Em uma decisão histórica, o Supremo Tribunal Federal (STF) firmou na última quarta-feira, 25 de setembro, um acordo que coloca fim a um dos conflitos fundiários mais emblemáticos do Brasil, relacionado à demarcação da Terra Indígena Ñande Ru Marangatu, localizada no estado do Mato Grosso do Sul. Após anos de disputas, foi estabelecido um consenso entre todas as partes envolvidas, resultando em uma solução pacífica para o impasse que perdurava desde 2005.
O acordo prevê a desocupação da área por parte dos fazendeiros em um prazo de 15 dias, com indenizações vultuosas sendo asseguradas pela União e pelo governo do Mato Grosso do Sul. No total, será pago um montante de R$ 27,8 milhões como compensação pelas benfeitorias realizadas na terra, além de R$ 101 milhões pela chamada “terra nua”, que corresponde ao valor das propriedades sem qualquer melhoria. Esse valor será viabilizado por meio de um crédito suplementar, demonstrando o empenho do governo federal em cumprir o acordo. Paralelamente, o governo do Mato Grosso do Sul, em um esforço para cooperar com a resolução do conflito, se comprometeu a depositar R$ 16 milhões em juízo, quantia destinada diretamente aos proprietários das terras.
A conciliação foi fruto de intensas negociações e contou com a participação de diversas entidades e representantes. Estiveram presentes na audiência de conciliação liderada pelo ministro do STF, Gilmar Mendes, os proprietários das terras, líderes indígenas, membros da Fundação Nacional dos Povos Indígenas (Funai), representantes da Advocacia-Geral da União (AGU), do Ministério dos Povos Indígenas, além de integrantes do governo estadual do Mato Grosso do Sul. Esse diálogo envolveu não apenas os aspectos econômicos, mas também os direitos territoriais dos povos indígenas e a reparação por eventuais danos causados ao longo de anos de conflito.
Com a formalização do acordo, todos os processos judiciais relacionados à demarcação da Terra Indígena Ñande Ru Marangatu que ainda tramitavam na Justiça serão arquivados. Isso significa que a decisão tomada no âmbito da conciliação terá efeito imediato e extinguirá qualquer discussão legal ainda existente sobre o caso.
A Terra Indígena Ñande Ru Marangatu, com uma área de mais de 9 mil hectares, foi inicialmente demarcada em 2005, durante um processo que visava garantir os direitos dos povos indígenas Guarani Kaiowá, que habitam a região há séculos.
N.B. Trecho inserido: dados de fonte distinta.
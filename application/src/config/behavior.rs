//! Per-call behavior: deadlines for external collaborators.

use std::future::Future;
use std::time::Duration;

/// Application behavior configuration.
///
/// Controls runtime behavior of use cases like the deadline applied to each
/// LLM, search and store call. A call that misses its deadline is treated
/// exactly like a failed call.
#[derive(Debug, Clone, Default)]
pub struct BehaviorConfig {
    /// Maximum time to wait for an external call before timing out.
    pub timeout: Option<Duration>,
}

impl BehaviorConfig {
    /// Creates a BehaviorConfig from an optional timeout in seconds.
    ///
    /// If `seconds` is `None`, no timeout is applied.
    pub fn from_timeout_seconds(seconds: Option<u64>) -> Self {
        Self {
            timeout: seconds.map(Duration::from_secs),
        }
    }

    /// Await `future` under the configured deadline; `None` means it timed out.
    pub async fn within_deadline<F: Future>(&self, future: F) -> Option<F::Output> {
        match self.timeout {
            Some(limit) => tokio::time::timeout(limit, future).await.ok(),
            None => Some(future.await),
        }
    }
}

#[cfg(test)]
mod tests {
    use super::*;

    #[test]
    fn test_from_timeout_seconds() {
        assert_eq!(
            BehaviorConfig::from_timeout_seconds(Some(30)).timeout,
            Some(Duration::from_secs(30))
        );
        assert_eq!(BehaviorConfig::from_timeout_seconds(None).timeout, None);
    }

    #[tokio::test]
    async fn test_within_deadline_without_timeout() {
        let behavior = BehaviorConfig::default();
        assert_eq!(behavior.within_deadline(async { 7 }).await, Some(7));
    }

    #[tokio::test]
    async fn test_within_deadline_times_out() {
        let behavior = BehaviorConfig {
            timeout: Some(Duration::from_millis(10)),
        };
        let slow = async {
            tokio::time::sleep(Duration::from_secs(5)).await;
            1
        };
        assert_eq!(behavior.within_deadline(slow).await, None);
    }
}
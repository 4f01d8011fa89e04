//! Synthesis value objects - inputs and outputs of the response synthesizer.

use super::conflict::ConflictResolution;
use serde::{Deserialize, Serialize};
use serde_json::{Map, Value};
use uuid::Uuid;

/// Metadata keys checked, in order, for an agent's human-readable name
const NAME_KEYS: &[&str] = &["agentName", "agent_name", "displayName", "display_name"];

/// One agent's answer to a query
///
/// Never mutated in place by the synthesizer beyond an appended conflict
/// resolution note on `content`.
#[derive(Debug, Clone, PartialEq, Serialize, Deserialize)]
#[serde(rename_all = "camelCase")]
pub struct AgentResponse {
    #[serde(alias = "agent_id")]
    pub agent_id: String,
    pub content: String,
    pub confidence: f64,
    #[serde(default)]
    pub metadata: Map<String, Value>,
}

impl AgentResponse {
    pub fn new(agent_id: impl Into<String>, content: impl Into<String>, confidence: f64) -> Self {
        Self {
            agent_id: agent_id.into(),
            content: content.into(),
            confidence,
            metadata: Map::new(),
        }
    }

    /// Attach the agent's display name under `agentName`.
    pub fn with_agent_name(mut self, name: impl Into<String>) -> Self {
        self.metadata
            .insert("agentName".to_string(), Value::String(name.into()));
        self
    }

    pub fn with_metadata(mut self, key: impl Into<String>, value: Value) -> Self {
        self.metadata.insert(key.into(), value);
        self
    }

    /// Display name from metadata, falling back to the agent id.
    pub fn agent_name(&self) -> &str {
        NAME_KEYS
            .iter()
            .find_map(|key| self.metadata.get(*key).and_then(Value::as_str))
            .filter(|name| !name.trim().is_empty())
            .unwrap_or(&self.agent_id)
    }

    /// Confidence usable in arithmetic: non-finite values count as zero.
    pub fn effective_confidence(&self) -> f64 {
        if self.confidence.is_finite() {
            self.confidence.clamp(0.0, 1.0)
        } else {
            0.0
        }
    }

    pub fn is_blank(&self) -> bool {
        self.content.trim().is_empty()
    }
}

/// Preferred shape of the merged answer
#[derive(Debug, Clone, Copy, PartialEq, Eq, Hash, Serialize, Deserialize)]
#[serde(rename_all = "lowercase")]
pub enum ResponseFormat {
    Narrative,
    Structured,
    Summary,
}

/// Preferred depth of the merged answer
#[derive(Debug, Clone, Copy, PartialEq, Eq, Hash, Serialize, Deserialize)]
#[serde(rename_all = "lowercase")]
pub enum DetailLevel {
    Brief,
    Standard,
    Comprehensive,
}

/// Caller-stated presentation preferences
#[derive(Debug, Clone, Default, PartialEq, Serialize, Deserialize)]
#[serde(rename_all = "camelCase", default)]
pub struct UserPreferences {
    pub format: Option<ResponseFormat>,
    pub detail_level: Option<DetailLevel>,
}

/// Context handed to the synthesizer alongside the responses
#[derive(Debug, Clone, Default, PartialEq, Serialize, Deserialize)]
#[serde(rename_all = "camelCase", default)]
pub struct SynthesisContext {
    pub query: Option<String>,
    pub user_preferences: UserPreferences,
}

impl SynthesisContext {
    pub fn for_query(query: impl Into<String>) -> Self {
        Self {
            query: Some(query.into()),
            ..Self::default()
        }
    }

    pub fn with_format(mut self, format: ResponseFormat) -> Self {
        self.user_preferences.format = Some(format);
        self
    }

    pub fn with_detail_level(mut self, level: DetailLevel) -> Self {
        self.user_preferences.detail_level = Some(level);
        self
    }
}

/// One contributing agent in a synthesized answer
#[derive(Debug, Clone, PartialEq, Serialize, Deserialize)]
#[serde(rename_all = "camelCase")]
pub struct ResponseSource {
    pub agent_id: String,
    pub agent_name: String,
    pub excerpt: String,
    pub confidence: f64,
    /// Share of the merged answer attributed to this agent
    pub relevance: f64,
}

/// How a synthesized answer was produced
#[derive(Debug, Clone, PartialEq, Serialize, Deserialize)]
#[serde(rename_all = "camelCase")]
pub struct SynthesisMetadata {
    pub strategy: String,
    pub participant_count: usize,
    pub conflict_count: usize,
    pub resolution_count: usize,
    /// Observability only; never influences the content
    pub quality_score: f64,
    pub processing_time_ms: u64,
    pub conflicts: Vec<ConflictResolution>,
}

/// Merged answer of several agents
#[derive(Debug, Clone, PartialEq, Serialize, Deserialize)]
#[serde(rename_all = "camelCase")]
pub struct SynthesizedResponse {
    pub id: Uuid,
    pub content: String,
    pub confidence: f64,
    pub sources: Vec<ResponseSource>,
    pub metadata: SynthesisMetadata,
}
Contudo, essa demarcação foi rapidamente contestada por proprietários rurais que detinham títulos de propriedade da área, levando o caso ao STF. Desde então, o processo enfrentava uma longa espera por julgamento, enquanto as tensões entre indígenas e fazendeiros aumentavam.
Na semana anterior à oficialização do acordo, o conflito ganhou repercussão nacional após a morte de um indígena da etnia Guarani Kaiowá durante uma ação da Polícia Militar na Terra Indígena Ñande Ru Marangatu, situada no município de Antônio João, Mato Grosso do Sul. Os indígenas haviam retomado a posse da terra no dia 12 de setembro, o que culminou em uma operação policial na região. Esse trágico incidente evidenciou a gravidade da situação e a necessidade urgente de uma solução pacífica e definitiva para o conflito.
A formalização desse acordo representa uma vitória importante para os direitos dos povos indígenas no Brasil, garantindo a posse definitiva de uma terra tradicionalmente ocupada pelos Guarani Kaiowá. Além disso, demonstra o empenho do STF e das instituições envolvidas em promover o diálogo e a conciliação como meios eficazes para resolver disputas complexas, especialmente em temas relacionados à demarcação de terras indígenas, que são historicamente marcados por violência, exclusão e disputas prolongadas.
O desfecho positivo desse conflito serve como um exemplo de que, com a devida mediação e respeito aos direitos constitucionais, é possível encontrar soluções justas que beneficiem tanto os povos indígenas quanto os demais atores envolvidos, preservando a integridade e a dignidade de todos. O acordo firmado pelo STF pavimenta o caminho para futuras negociações envolvendo terras indígenas no Brasil, trazendo à tona a necessidade de um olhar mais atento e uma postura conciliatória para evitar a perpetuação de conflitos que afetam diretamente a vida e a cultura dos povos originários do país.